(Collection entries)
[Start of Attachment]

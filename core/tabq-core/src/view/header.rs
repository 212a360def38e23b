//! Header: ordered column attributes of a view
//!
//! The position in `fields` is the only source of truth for a column's index.
//! `index` is derived from `fields` and rebuilt after every structural change.

use crate::error::{QueryError, QueryResult};
use ahash::AHashMap;
use serde::{Deserialize, Serialize};
use smallvec::SmallVec;

/// 컬럼 이름 매칭 정책
#[derive(Debug, Clone, Copy, PartialEq, Eq, Default, Serialize, Deserialize)]
#[serde(rename_all = "snake_case")]
pub enum FieldNameMatch {
    /// Column names match regardless of case
    #[default]
    IgnoreCase,
    /// Column names must match exactly
    Exact,
}

/// 헤더의 컬럼 속성
#[derive(Debug, Clone, PartialEq, Eq, Default)]
pub struct HeaderField {
    /// Table qualifier (alias or table name); empty for derived columns
    pub view: String,
    pub column: String,
    /// 1-based position in the source table, 0 for derived columns
    pub number: usize,
    pub is_from_table: bool,
    pub is_group_key: bool,
    /// Derived from an aggregate function
    pub is_aggregate: bool,
}

impl HeaderField {
    pub fn table(view: impl Into<String>, column: impl Into<String>, number: usize) -> Self {
        Self {
            view: view.into(),
            column: column.into(),
            number,
            is_from_table: true,
            ..Default::default()
        }
    }

    pub fn derived(column: impl Into<String>) -> Self {
        Self {
            column: column.into(),
            ..Default::default()
        }
    }

    /// `view.column`, or `column` for derived fields.
    pub fn display_name(&self) -> String {
        if self.view.is_empty() {
            self.column.clone()
        } else {
            format!("{}.{}", self.view, self.column)
        }
    }
}

/// 뷰 헤더
#[derive(Debug, Clone, Default)]
pub struct Header {
    fields: Vec<HeaderField>,
    /// lower-cased column name → positions
    index: AHashMap<String, SmallVec<[usize; 2]>>,
}

impl PartialEq for Header {
    fn eq(&self, other: &Self) -> bool {
        self.fields == other.fields
    }
}

impl Header {
    pub fn new(fields: Vec<HeaderField>) -> Self {
        let mut header = Self {
            fields,
            index: AHashMap::new(),
        };
        header.rebuild_index();
        header
    }

    /// Header of a table loaded by a reader.
    pub fn from_table<S: AsRef<str>>(qualifier: &str, columns: &[S]) -> Self {
        Self::new(
            columns
                .iter()
                .enumerate()
                .map(|(i, c)| HeaderField::table(qualifier, c.as_ref(), i + 1))
                .collect(),
        )
    }

    /// Header made only of derived (unqualified) columns.
    pub fn derived<S: AsRef<str>>(columns: &[S]) -> Self {
        Self::new(columns.iter().map(|c| HeaderField::derived(c.as_ref())).collect())
    }

    fn rebuild_index(&mut self) {
        self.index.clear();
        for (i, field) in self.fields.iter().enumerate() {
            self.index
                .entry(field.column.to_lowercase())
                .or_default()
                .push(i);
        }
    }

    pub fn len(&self) -> usize {
        self.fields.len()
    }

    pub fn is_empty(&self) -> bool {
        self.fields.is_empty()
    }

    pub fn fields(&self) -> &[HeaderField] {
        &self.fields
    }

    pub fn field(&self, index: usize) -> Option<&HeaderField> {
        self.fields.get(index)
    }

    pub fn column_names(&self) -> Vec<&str> {
        self.fields.iter().map(|f| f.column.as_str()).collect()
    }

    /// Look up a column.
    ///
    /// `Ok(None)` when nothing matches, `FieldAmbiguous` when several
    /// columns match. Qualifiers always match case-insensitively.
    pub fn find_index(
        &self,
        qualifier: Option<&str>,
        name: &str,
        matching: FieldNameMatch,
    ) -> QueryResult<Option<usize>> {
        let Some(candidates) = self.index.get(&name.to_lowercase()) else {
            return Ok(None);
        };

        let mut found: Option<usize> = None;
        for &i in candidates {
            let field = &self.fields[i];
            if matching == FieldNameMatch::Exact && field.column != name {
                continue;
            }
            if let Some(q) = qualifier
                && !field.view.eq_ignore_ascii_case(q)
            {
                continue;
            }
            if found.is_some() {
                return Err(QueryError::FieldAmbiguous(reference_name(qualifier, name)));
            }
            found = Some(i);
        }
        Ok(found)
    }

    /// Like [`find_index`](Self::find_index) but a missing column is `FieldNotExist`.
    pub fn field_index(
        &self,
        qualifier: Option<&str>,
        name: &str,
        matching: FieldNameMatch,
    ) -> QueryResult<usize> {
        self.find_index(qualifier, name, matching)?
            .ok_or_else(|| QueryError::FieldNotExist(reference_name(qualifier, name)))
    }

    /// Positions of table columns, optionally restricted to one qualifier (`t.*`).
    pub fn table_field_indices(&self, qualifier: Option<&str>) -> Vec<usize> {
        self.fields
            .iter()
            .enumerate()
            .filter(|(_, f)| f.is_from_table)
            .filter(|(_, f)| qualifier.is_none_or(|q| f.view.eq_ignore_ascii_case(q)))
            .map(|(i, _)| i)
            .collect()
    }

    /// New header with `fields` appended.
    pub fn append(&self, fields: impl IntoIterator<Item = HeaderField>) -> Header {
        let mut all = self.fields.clone();
        all.extend(fields);
        Header::new(all)
    }

    /// Concatenation of two headers (join).
    pub fn merge(left: &Header, right: &Header) -> Header {
        left.append(right.fields.iter().cloned())
    }

    /// New header made of the given positions.
    pub fn project(&self, indices: &[usize]) -> Header {
        Header::new(indices.iter().filter_map(|&i| self.fields.get(i).cloned()).collect())
    }

    /// Retag every table column with a new qualifier (table alias).
    pub fn update_qualifier(&mut self, alias: &str) {
        for field in self.fields.iter_mut().filter(|f| f.is_from_table) {
            field.view = alias.to_string();
        }
    }

    pub(crate) fn push_field(&mut self, field: HeaderField) -> usize {
        self.fields.push(field);
        self.rebuild_index();
        self.fields.len() - 1
    }

    pub(crate) fn field_mut(&mut self, index: usize) -> Option<&mut HeaderField> {
        self.fields.get_mut(index)
    }

    /// ALTER TABLE ADD: insert fields at `at`, renumbering table columns.
    pub(crate) fn insert_fields(&mut self, at: usize, fields: Vec<HeaderField>) {
        let at = at.min(self.fields.len());
        self.fields.splice(at..at, fields);
        self.renumber();
    }

    /// ALTER TABLE DROP.
    pub(crate) fn remove_fields(&mut self, indices: &[usize]) {
        let mut i = 0;
        self.fields.retain(|_| {
            let keep = !indices.contains(&i);
            i += 1;
            keep
        });
        self.renumber();
    }

    /// ALTER TABLE RENAME.
    pub(crate) fn rename_field(&mut self, index: usize, name: &str) {
        if let Some(field) = self.fields.get_mut(index) {
            field.column = name.to_string();
        }
        self.rebuild_index();
    }

    fn renumber(&mut self) {
        let mut number = 0;
        for field in self.fields.iter_mut().filter(|f| f.is_from_table) {
            number += 1;
            field.number = number;
        }
        self.rebuild_index();
    }
}

fn reference_name(qualifier: Option<&str>, name: &str) -> String {
    match qualifier {
        Some(q) => format!("{q}.{name}"),
        None => name.to_string(),
    }
}

#[cfg(test)]
mod tests {
    use super::*;

    #[test]
    fn lookup_ignores_case_by_default() {
        let header = Header::from_table("t", &["Id", "name"]);
        assert_eq!(header.field_index(None, "id", FieldNameMatch::IgnoreCase).unwrap(), 0);
        assert_eq!(header.field_index(Some("T"), "NAME", FieldNameMatch::IgnoreCase).unwrap(), 1);
        assert!(matches!(
            header.field_index(None, "id", FieldNameMatch::Exact),
            Err(QueryError::FieldNotExist(_))
        ));
    }

    #[test]
    fn duplicate_names_are_ambiguous_only_when_unqualified() {
        let header = Header::merge(
            &Header::from_table("a", &["c1", "c2"]),
            &Header::from_table("b", &["c1"]),
        );
        assert!(matches!(
            header.field_index(None, "c1", FieldNameMatch::IgnoreCase),
            Err(QueryError::FieldAmbiguous(_))
        ));
        assert_eq!(header.field_index(Some("b"), "c1", FieldNameMatch::IgnoreCase).unwrap(), 2);
        assert_eq!(header.field_index(None, "c2", FieldNameMatch::IgnoreCase).unwrap(), 1);
    }

    #[test]
    fn index_rebuilt_after_alter() {
        let mut header = Header::from_table("t", &["a", "b", "c"]);
        header.remove_fields(&[1]);
        assert_eq!(header.field_index(None, "c", FieldNameMatch::IgnoreCase).unwrap(), 1);
        assert_eq!(header.field(1).unwrap().number, 2);

        header.insert_fields(0, vec![HeaderField::table("t", "z", 0)]);
        assert_eq!(header.field_index(None, "z", FieldNameMatch::IgnoreCase).unwrap(), 0);
        assert_eq!(header.field(2).unwrap().number, 3);

        header.rename_field(0, "first");
        assert!(header.find_index(None, "z", FieldNameMatch::IgnoreCase).unwrap().is_none());
        assert_eq!(header.field_index(None, "first", FieldNameMatch::IgnoreCase).unwrap(), 0);
    }

    #[test]
    fn table_fields_by_qualifier() {
        let mut header = Header::merge(
            &Header::from_table("a", &["c1"]),
            &Header::from_table("b", &["c2", "c3"]),
        );
        header.push_field(HeaderField::derived("expr"));
        assert_eq!(header.table_field_indices(None), vec![0, 1, 2]);
        assert_eq!(header.table_field_indices(Some("B")), vec![1, 2]);
    }
}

[End of Attachment]

_What you have to do_:
Your answer must be the line containing "assert_eq!(header.table_field_indices(None), vec![0, 1, 2]);" through the last line above, copied exactly, with nothing added.

_Result_:
        assert_eq!(header.table_field_indices(None), vec![0, 1, 2]);
        assert_eq!(header.table_field_indices(Some("B")), vec![1, 2]);
    }
}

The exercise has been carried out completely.